This past week (Oct. 14-21) was the 21st annual New Orleans Film Festival, featuring showings at The Prytania Theatre, the CAC, NOMA, The Theatres at Canal Place and other locations. I was able to attend a screening of Howl –– based on the poem of the same name –– starring James Franco, at The Prytania, and I felt the full effect of the popularity this festival has gained in recent years.
The Prytania is not a particularly large theater; in fact, one of its many charms –– among them the vintage, classic feel and atypical movie selections –– is the modest size; it avoids the formula of epic mega-plexes replete with mindless blockbusters. A trip to The Prytania is, in many ways, a trip back in time –– generations have seen it change only minimally, maintaining its character.
Keeping the size of the venue in mind, I was shocked to walk up to the theater and see a line of ticket-holders wrapped around the corner. The wait was admittedly very long, and the doors didn’t open until about 30 minutes after the supposed show time. But once inside the theater, I felt a bit of the exciting appeal of a film festival –– energy and expectations, meet-and-greets with filmmakers and the buzz of hipster film-buffs (and, in this case, lit-buffs) who were ready to criticize the big-screen iteration of iconic beat poet Allen Ginsberg.
As for the movie itself, Howl was a mostly positive mixed bag. Franco was fantastic as Ginsberg, nervous and honest and passionate. The story was also quite moving, telling of Ginsberg’s sad childhood and the realization of his homosexuality, followed by a lonely and luckless love life. (It’s got to be hard to fall in love with, and be subsequently rejected by, Jack Kerouac.) Ginsberg also experienced a stint in a mental hospital, where he befriended Carl Solomon, whose intense treatments in the hospital inspired “Howl.”
The movie was a mash-up of four main elements: Ginsberg reciting the eponymous poem at an underground beatnik poetry reading, an odd animated narrative of the poem itself, Ginsberg explaining his life and the poem to an anonymous interviewer and finally a courtroom scene recounting the obscenity trial against the publishers of “Howl.”
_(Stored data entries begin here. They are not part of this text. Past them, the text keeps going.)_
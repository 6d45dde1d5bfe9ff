//! Authorization-code + PKCE flow (spec §4.5).
//!
//! Grounded on `original_source/.../auth/oauth_client.py` (`OAuthClient`):
//! `build_authorization_url`, `exchange_code_for_tokens`,
//! `refresh_access_token`, `initiate_authorization_flow`, `handle_callback`.

use chrono::{Duration, Utc};
use relay_core::ids::UserId;
use relay_crypto::pkce;
use relay_storage::auth_store::{AuthStorage, OAuth2AuthData, build_auth_storage_key};
use serde::Deserialize;
use tracing::info;

use crate::discovery::DiscoveryCache;
use crate::error::{OAuthError, OAuthResult};
use crate::resource::{canonical_resource_uri, is_https_or_local_exception};
use crate::state::{OAuthFlowState, OAuthStateManager};

/// Everything the broker needs about one MCP server to run a flow against it.
/// Deliberately independent of `relay_mcp::McpServerConfig` so this crate has
/// no dependency on `relay-mcp` (which itself depends on this crate for
/// refresh/challenge handling — see DESIGN.md dependency notes).
#[derive(Debug, Clone)]
pub struct AuthorizationParams {
    pub server_name: String,
    pub auth_server: String,
    pub scopes: Vec<String>,
    pub redirect_uri: String,
    pub client_id: String,
    pub client_secret: Option<String>,
    /// The MCP server's own transport URL (HTTP transport only — stdio
    /// servers have none). Normalized into the resource/audience binding
    /// when `canonical_uri` isn't set explicitly; never the OAuth callback
    /// URL, which identifies this broker, not the server the token is for.
    pub server_url: Option<String>,
    /// Explicit `canonical_uri` override, else derived from `server_url`.
    pub canonical_uri: Option<String>,
    pub strict_https: bool,
    /// Whether to include `resource=` on the authorize URL (spec §4.5 step 6).
    pub bind_resource_parameter: bool,
}

#[derive(Debug, Deserialize)]
struct TokenResponse {
    access_token: String,
    #[serde(default = "default_token_type")]
    token_type: String,
    expires_in: i64,
    refresh_token: Option<String>,
    scope: Option<String>,
    aud: Option<String>,
}

fn default_token_type() -> String {
    "Bearer".to_string()
}

pub struct OAuthClient {
    http: reqwest::Client,
    state_manager: OAuthStateManager,
    discovery: DiscoveryCache,
    auth_storage: std::sync::Arc<dyn AuthStorage>,
}

impl OAuthClient {
    pub fn new(auth_storage: std::sync::Arc<dyn AuthStorage>) -> Self {
        Self {
            http: reqwest::Client::new(),
            state_manager: OAuthStateManager::new(),
            discovery: DiscoveryCache::default(),
            auth_storage,
        }
    }

    pub fn state_manager(&self) -> &OAuthStateManager {
        &self.state_manager
    }

    pub fn discovery(&self) -> &DiscoveryCache {
        &self.discovery
    }

    /// Spec §4.5 "Initiation": returns the authorize URL the caller should
    /// redirect the user to.
    pub async fn initiate_authorization_flow(
        &self,
        params: &AuthorizationParams,
        user_id: &UserId,
    ) -> OAuthResult<String> {
        if params.strict_https
            && (!is_https_or_local_exception(&params.auth_server)
                || !is_https_or_local_exception(&params.redirect_uri))
        {
            return Err(OAuthError::InsecureEndpoint);
        }

        let resource = params
            .canonical_uri
            .clone()
            .or_else(|| params.server_url.as_deref().and_then(canonical_resource_uri));

        let verifier = pkce::generate_code_verifier();
        let challenge = pkce::generate_code_challenge(&verifier);
        let state = pkce::generate_code_verifier(); // same primitive: 32 random bytes, base64url

        self.state_manager.store(OAuthFlowState {
            state: state.clone(),
            verifier,
            user_id: user_id.clone(),
            server_name: params.server_name.clone(),
            resource: resource.clone(),
            scopes: params.scopes.clone(),
            created_at: Utc::now(),
        });

        let authorization_endpoint = match self.discovery.auth_server_metadata(&params.auth_server).await {
            Some(meta) => meta.authorization_endpoint,
            None => format!("{}/authorize", params.auth_server.trim_end_matches('/')),
        };

        let mut prm_discovered = false;
        if let Some(resource) = &resource {
            prm_discovered = self
                .discovery
                .protected_resource_metadata(resource)
                .await
                .is_some();
        }

        let mut url = url::Url::parse(&authorization_endpoint)
            .map_err(|e| OAuthError::TokenExchange(e.to_string()))?;
        {
            let mut query = url.query_pairs_mut();
            query
                .append_pair("response_type", "code")
                .append_pair("client_id", &params.client_id)
                .append_pair("redirect_uri", &params.redirect_uri)
                .append_pair("scope", &params.scopes.join(" "))
                .append_pair("state", &state)
                .append_pair("code_challenge", &challenge)
                .append_pair("code_challenge_method", "S256");
            if let Some(resource) = &resource {
                if params.bind_resource_parameter || prm_discovered {
                    query.append_pair("resource", resource);
                }
            }
        }

        Ok(url.to_string())
    }

    /// Spec §4.5 "Callback".
    pub async fn handle_callback(
        &self,
        code: &str,
        state: &str,
        user_id: &UserId,
        params: &AuthorizationParams,
    ) -> OAuthResult<OAuth2AuthData> {
        let Some(flow) = self.state_manager.retrieve(state, user_id) else {
            return Err(OAuthError::FlowStateMissing);
        };

        let token_endpoint = match self.discovery.auth_server_metadata(&params.auth_server).await {
            Some(meta) => meta.token_endpoint,
            None => format!("{}/token", params.auth_server.trim_end_matches('/')),
        };

        let mut form = vec![
            ("grant_type", "authorization_code".to_string()),
            ("code", code.to_string()),
            ("redirect_uri", params.redirect_uri.clone()),
            ("code_verifier", flow.verifier.clone()),
            ("client_id", params.client_id.clone()),
        ];
        if let Some(resource) = &flow.resource {
            form.push(("resource", resource.clone()));
        }
        if let Some(secret) = &params.client_secret {
            form.push(("client_secret", secret.clone()));
        }

        let response = self.http.post(&token_endpoint).form(&form).send().await?;
        if !response.status().is_success() {
            self.state_manager.delete(state);
            return Err(OAuthError::TokenExchange(format!(
                "token endpoint returned {}",
                response.status()
            )));
        }
        let token: TokenResponse = response.json().await?;

        let granted_scopes = match &token.scope {
            Some(scope_str) => scope_str.split_whitespace().map(str::to_string).collect(),
            None => flow.scopes.clone(),
        };
        let offending: Vec<String> = granted_scopes
            .iter()
            .filter(|s| !flow.scopes.contains(s))
            .cloned()
            .collect();
        if !offending.is_empty() {
            // Rejected scopes must not be stored (spec §7 invariant).
            self.state_manager.delete(state);
            return Err(OAuthError::UnauthorizedScopes(offending));
        }

        let auth_data = OAuth2AuthData {
            access_token: token.access_token,
            refresh_token: token.refresh_token,
            expires_at: Utc::now() + Duration::seconds(token.expires_in),
            scopes: granted_scopes,
            audience: token.aud,
            resource: flow.resource.clone(),
            token_type: token.token_type,
            issued_at: Utc::now(),
        };

        let key = build_auth_storage_key(&params.auth_server, &params.scopes);
        // Store happens-before delete: per spec §7, if the token is stored
        // the flow state must be deleted before the callback returns.
        self.auth_storage.store(user_id, &key, auth_data.clone()).await?;
        self.state_manager.delete(state);

        info!(server = %params.server_name, user_id = %user_id, "oauth callback completed");
        Ok(auth_data)
    }

    /// Identical to initial exchange except `grant_type=refresh_token`.
    /// OAuth 2.1 rotation: a returned refresh token replaces the stored one.
    pub async fn refresh(
        &self,
        refresh_token: &str,
        params: &AuthorizationParams,
        resource: Option<&str>,
    ) -> OAuthResult<OAuth2AuthData> {
        let token_endpoint = match self.discovery.auth_server_metadata(&params.auth_server).await {
            Some(meta) => meta.token_endpoint,
            None => format!("{}/token", params.auth_server.trim_end_matches('/')),
        };

        let mut form = vec![
            ("grant_type", "refresh_token".to_string()),
            ("refresh_token", refresh_token.to_string()),
            ("client_id", params.client_id.clone()),
        ];
        if let Some(resource) = resource {
            form.push(("resource", resource.to_string()));
        }
        if let Some(secret) = &params.client_secret {
            form.push(("client_secret", secret.clone()));
        }

        let response = self.http.post(&token_endpoint).form(&form).send().await?;
        if !response.status().is_success() {
            return Err(OAuthError::Refresh(format!(
                "token endpoint returned {}",
                response.status()
            )));
        }
        let token: TokenResponse = response.json().await?;
        let scopes = match &token.scope {
            Some(scope_str) => scope_str.split_whitespace().map(str::to_string).collect(),
            None => params.scopes.clone(),
        };

        Ok(OAuth2AuthData {
            access_token: token.access_token,
            refresh_token: token.refresh_token.or_else(|| Some(refresh_token.to_string())),
            expires_at: Utc::now() + Duration::seconds(token.expires_in),
            scopes,
            audience: token.aud,
            resource: resource.map(str::to_string),
            token_type: token.token_type,
            issued_at: Utc::now(),
        })
    }
}

#[cfg(test)]
mod tests {
    use super::*;
    use relay_storage::InMemoryAuthStorage;
    use std::sync::Arc;

    fn params() -> AuthorizationParams {
        AuthorizationParams {
            server_name: "github".to_string(),
            auth_server: "https://github.com/login/oauth".to_string(),
            scopes: vec!["repo".to_string()],
            redirect_uri: "https://relay.example/oauth/github/callback".to_string(),
            client_id: "client-1".to_string(),
            client_secret: None,
            server_url: Some("https://mcp.github.example".to_string()),
            canonical_uri: None,
            strict_https: true,
            bind_resource_parameter: true,
        }
    }

    #[tokio::test]
    async fn initiate_flow_embeds_pkce_s256_and_state() {
        let storage = Arc::new(InMemoryAuthStorage::new());
        let client = OAuthClient::new(storage);
        let user = UserId::new("u1");
        let url = client
            .initiate_authorization_flow(&params(), &user)
            .await
            .unwrap();
        assert!(url.contains("code_challenge_method=S256"));
        assert!(url.contains("response_type=code"));
    }

    #[tokio::test]
    async fn two_concurrent_initiations_yield_distinct_state_and_verifier() {
        let storage = Arc::new(InMemoryAuthStorage::new());
        let client = OAuthClient::new(storage);
        let user = UserId::new("u1");
        let url1 = client.initiate_authorization_flow(&params(), &user).await.unwrap();
        let url2 = client.initiate_authorization_flow(&params(), &user).await.unwrap();
        assert_ne!(url1, url2);
    }

    #[tokio::test]
    async fn the_bound_resource_is_the_mcp_server_url_not_the_callback_url() {
        let storage = Arc::new(InMemoryAuthStorage::new());
        let client = OAuthClient::new(storage);
        let url = client
            .initiate_authorization_flow(&params(), &UserId::new("u1"))
            .await
            .unwrap();
        assert!(url.contains("resource=https%3A%2F%2Fmcp.github.example"));
        assert!(!url.contains("relay.example"));
    }

    #[tokio::test]
    async fn insecure_endpoint_rejected_under_strict_https() {
        let storage = Arc::new(InMemoryAuthStorage::new());
        let client = OAuthClient::new(storage);
        let mut p = params();
        p.auth_server = "http://auth.example.com".to_string();
        let result = client
            .initiate_authorization_flow(&p, &UserId::new("u1"))
            .await;
        assert!(matches!(result, Err(OAuthError::InsecureEndpoint)));
    }

    #[tokio::test]
    async fn callback_with_unknown_state_is_rejected() {
        let storage = Arc::new(InMemoryAuthStorage::new());
        let client = OAuthClient::new(storage);
        let result = client
            .handle_callback("code", "nonexistent-state", &UserId::new("u1"), &params())
            .await;
        assert!(matches!(result, Err(OAuthError::FlowStateMissing)));
    }
}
The courtroom scene delved into 1950s views of censorship, vulgarity, sexuality and art, ultimately (spoiler alert!) concluding that the poem was not, in fact obscene, and that it was “of redeeming social importance.” Highlights of the court scene included Jon Hamm’s portrayal of a cool and collected defense lawyer and Jeff Daniels’ smug and nauseating literary “expert” testifying against the poem.
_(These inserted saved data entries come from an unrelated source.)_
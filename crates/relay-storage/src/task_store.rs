//! Task Persistence (C3, spec §4.1).
//!
//! Grounded on `original_source/.../persistence/task_persistence_manager.py`'s
//! abstract `create`/`load`/`update`/`delete`/`load_by_request_id` method set.

use async_trait::async_trait;
use dashmap::DashMap;
use relay_core::ids::{RequestId, TaskId};
use relay_core::task::Task;
use tracing::warn;

use crate::error::{StorageError, StorageResult};

#[async_trait]
pub trait TaskPersistence: Send + Sync {
    async fn create(&self, task: Task) -> StorageResult<()>;
    async fn load(&self, task_id: &TaskId) -> StorageResult<Option<Task>>;
    async fn update(&self, task: Task) -> StorageResult<()>;
    async fn delete(&self, task_id: &TaskId) -> StorageResult<()>;

    /// Returns the task whose item set contains `request_id`. If multiple
    /// tasks share a `request_id`, implementations must pick deterministically
    /// (smallest `task_id` lexicographically) and log a warning (spec §9b).
    async fn load_by_request_id(&self, request_id: &RequestId) -> StorageResult<Option<Task>>;
}

/// In-memory reference implementation. The request-id index is a secondary
/// structure; `update` must remove the prior task's index entries before
/// writing the new ones (spec §4.1).
#[derive(Debug, Default)]
pub struct InMemoryTaskPersistence {
    tasks: DashMap<TaskId, Task>,
    /// request_id -> set of task_ids that currently reference it.
    request_index: DashMap<RequestId, Vec<TaskId>>,
}

impl InMemoryTaskPersistence {
    pub fn new() -> Self {
        Self::default()
    }

    fn index_task(&self, task: &Task) {
        for request_id in task.request_ids() {
            let mut entry = self.request_index.entry(request_id.clone()).or_default();
            if !entry.contains(&task.task_id) {
                entry.push(task.task_id.clone());
            }
        }
    }

    fn deindex_task(&self, task: &Task) {
        for request_id in task.request_ids() {
            if let Some(mut entry) = self.request_index.get_mut(request_id) {
                entry.retain(|id| id != &task.task_id);
            }
        }
    }
}

#[async_trait]
impl TaskPersistence for InMemoryTaskPersistence {
    async fn create(&self, task: Task) -> StorageResult<()> {
        if self.tasks.contains_key(&task.task_id) {
            return Err(StorageError::AlreadyExists(task.task_id.to_string()));
        }
        self.index_task(&task);
        self.tasks.insert(task.task_id.clone(), task);
        Ok(())
    }

    async fn load(&self, task_id: &TaskId) -> StorageResult<Option<Task>> {
        Ok(self.tasks.get(task_id).map(|entry| entry.clone()))
    }

    async fn update(&self, task: Task) -> StorageResult<()> {
        let Some(prior) = self.tasks.get(&task.task_id).map(|e| e.clone()) else {
            return Err(StorageError::NotFound(task.task_id.to_string()));
        };
        self.deindex_task(&prior);
        self.index_task(&task);
        self.tasks.insert(task.task_id.clone(), task);
        Ok(())
    }

    async fn delete(&self, task_id: &TaskId) -> StorageResult<()> {
        let Some((_, task)) = self.tasks.remove(task_id) else {
            return Err(StorageError::NotFound(task_id.to_string()));
        };
        self.deindex_task(&task);
        Ok(())
    }

    async fn load_by_request_id(&self, request_id: &RequestId) -> StorageResult<Option<Task>> {
        let Some(candidates) = self.request_index.get(request_id) else {
            return Ok(None);
        };
        let mut ids: Vec<TaskId> = candidates.clone();
        if ids.is_empty() {
            return Ok(None);
        }
        ids.sort();
        if ids.len() > 1 {
            warn!(
                request_id = %request_id,
                candidates = ?ids,
                "multiple tasks share a request_id; picking the smallest task_id"
            );
        }
        let chosen = &ids[0];
        Ok(self.tasks.get(chosen).map(|entry| entry.clone()))
    }
}

#[cfg(test)]
mod tests {
    use super::*;
    use relay_core::ids::{SessionId, UserId};
    use relay_core::task::{AgentTaskItem, MultiModalItem};

    fn task(task_id: &str, request_id: &str) -> Task {
        let mut t = Task::new(
            TaskId::new(task_id),
            SessionId::new("s1"),
            UserId::new("u1"),
        );
        t.push_item(AgentTaskItem::user(
            t.task_id.clone(),
            RequestId::new(request_id),
            MultiModalItem::text("hi"),
        ));
        t
    }

    #[tokio::test]
    async fn create_then_load_round_trips() {
        let store = InMemoryTaskPersistence::new();
        let t = task("t1", "r1");
        store.create(t.clone()).await.unwrap();
        let loaded = store.load(&t.task_id).await.unwrap().unwrap();
        assert_eq!(loaded.task_id, t.task_id);
    }

    #[tokio::test]
    async fn create_twice_fails() {
        let store = InMemoryTaskPersistence::new();
        let t = task("t1", "r1");
        store.create(t.clone()).await.unwrap();
        assert!(store.create(t).await.is_err());
    }

    #[tokio::test]
    async fn load_by_request_id_finds_the_task() {
        let store = InMemoryTaskPersistence::new();
        let t = task("t1", "r1");
        store.create(t.clone()).await.unwrap();
        let found = store
            .load_by_request_id(&RequestId::new("r1"))
            .await
            .unwrap()
            .unwrap();
        assert_eq!(found.task_id, t.task_id);
    }

    #[tokio::test]
    async fn load_by_request_id_ties_prefer_smallest_task_id() {
        let store = InMemoryTaskPersistence::new();
        store.create(task("t2", "shared")).await.unwrap();
        store.create(task("t1", "shared")).await.unwrap();
        let found = store
            .load_by_request_id(&RequestId::new("shared"))
            .await
            .unwrap()
            .unwrap();
        assert_eq!(found.task_id, TaskId::new("t1"));
    }

    #[tokio::test]
    async fn update_removes_stale_request_index_entries() {
        let store = InMemoryTaskPersistence::new();
        let mut t = task("t1", "r1");
        store.create(t.clone()).await.unwrap();

        t.push_item(AgentTaskItem::user(
            t.task_id.clone(),
            RequestId::new("r2"),
            MultiModalItem::text("second"),
        ));
        t.items.remove(0);
        store.update(t.clone()).await.unwrap();

        assert!(
            store
                .load_by_request_id(&RequestId::new("r1"))
                .await
                .unwrap()
                .is_none()
        );
        assert!(
            store
                .load_by_request_id(&RequestId::new("r2"))
                .await
                .unwrap()
                .is_some()
        );
    }

    #[tokio::test]
    async fn delete_removes_record_and_index() {
        let store = InMemoryTaskPersistence::new();
        let t = task("t1", "r1");
        store.create(t.clone()).await.unwrap();
        store.delete(&t.task_id).await.unwrap();
        assert!(store.load(&t.task_id).await.unwrap().is_none());
        assert!(
            store
                .load_by_request_id(&RequestId::new("r1"))
                .await
                .unwrap()
                .is_none()
        );
    }
}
Although the height of the beat generation is long-gone, I feel like every generation since (and possibly before) experiences many of the same challenges, urges and disillusionments. Every generation thinks the preceding one doesn’t understand; every generation thinks the following one doesn’t appreciate. Ginsberg called Part I of “Howl” "a lament for the Lamb in America with instances of remarkable lamb-like youths”; Part II "names the monster of mental consciousness that preys on the Lamb"; and Part III is "a litany of affirmation of the Lamb in its glory."
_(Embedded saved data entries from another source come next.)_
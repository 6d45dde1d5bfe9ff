//! Append-only audit log for HITL and OAuth decisions.
//!
//! Grounded on `astrid-audit::entry`'s `AuditEntry` shape, but simplified
//! (SPEC_FULL.md §9c): no cryptographic hash-chaining or signing, since the
//! threat model this spec assumes ("all requests originate from a trusted
//! HTTP front-end") doesn't posit local tampering with the audit store.

use std::sync::RwLock;

use chrono::{DateTime, Utc};
use relay_core::ids::{SessionId, TaskId, UserId};
use serde::{Deserialize, Serialize};
use tracing::info;

#[derive(Debug, Clone, PartialEq, Serialize, Deserialize)]
pub enum AuditOutcome {
    Allowed,
    Denied(String),
    Deferred,
}

#[derive(Debug, Clone, PartialEq, Serialize, Deserialize)]
pub struct AuditEntry {
    pub timestamp: DateTime<Utc>,
    pub task_id: TaskId,
    pub session_id: SessionId,
    pub user_id: UserId,
    pub action: String,
    pub outcome: AuditOutcome,
}

#[derive(Debug, Default)]
pub struct AuditLog {
    entries: RwLock<Vec<AuditEntry>>,
}

impl AuditLog {
    pub fn new() -> Self {
        Self::default()
    }

    pub fn append(&self, entry: AuditEntry) {
        info!(
            task_id = %entry.task_id,
            session_id = %entry.session_id,
            user_id = %entry.user_id,
            action = %entry.action,
            outcome = ?entry.outcome,
            "audit"
        );
        self.entries.write().expect("audit log lock poisoned").push(entry);
    }

    pub fn for_task(&self, task_id: &TaskId) -> Vec<AuditEntry> {
        self.entries
            .read()
            .expect("audit log lock poisoned")
            .iter()
            .filter(|e| &e.task_id == task_id)
            .cloned()
            .collect()
    }

    pub fn len(&self) -> usize {
        self.entries.read().expect("audit log lock poisoned").len()
    }

    pub fn is_empty(&self) -> bool {
        self.len() == 0
    }
}

#[cfg(test)]
mod tests {
    use super::*;

    #[test]
    fn append_and_filter_by_task() {
        let log = AuditLog::new();
        log.append(AuditEntry {
            timestamp: Utc::now(),
            task_id: TaskId::new("t1"),
            session_id: SessionId::new("s1"),
            user_id: UserId::new("u1"),
            action: "hitl_check".to_string(),
            outcome: AuditOutcome::Allowed,
        });
        log.append(AuditEntry {
            timestamp: Utc::now(),
            task_id: TaskId::new("t2"),
            session_id: SessionId::new("s1"),
            user_id: UserId::new("u1"),
            action: "hitl_check".to_string(),
            outcome: AuditOutcome::Denied("untrusted".to_string()),
        });
        assert_eq!(log.len(), 2);
        assert_eq!(log.for_task(&TaskId::new("t1")).len(), 1);
    }
}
If Ginsberg’s descriptions may seem over-the top, well, it’s poetry. And though many readers (or viewers, in this case) can’t quite relate to being institutionalized and held to 1950s morality standards, we can all relate, on some level, to the desire to break free, to be honest and to be true to ourselves. As I sat watching Howl as a part of the New Orleans Film Festival, I couldn’t help but look around and wonder how many audience-members did relate:
The “angel-headed hipsters burning for the ancient heavenly connection to the starry dynamo in the machinery of night…
“Floating across the tops of cities contemplating jazz…
“Who scribbled all night rocking and rolling over lofty incantations which in the yellow morning were stanzas of gibberish.”
I think the ultimate message of the movie, the poem and of Ginsberg’s life itself is one to which New Orleanians can relate: a howl of joy, not of pain or agony. An absolute expression of life and vitality. Ginsberg (spoiler alert, again) finally found love with his life partner, Peter Orlovsky, and ultimately became one of the most influential voices of the beat generation. “Howl” is considered one of the great works of the 20th century.
While the film Howl may not be remembered at such a level, it was undoubtedly a successful addition to the Film Festival –– New Orleans will always appreciate the spirit of artists, lovers, poets and musicians, especially the obscene ones. And if this year was any indication, we can rely on the New Orleans Film Festival to continue to bring them to us.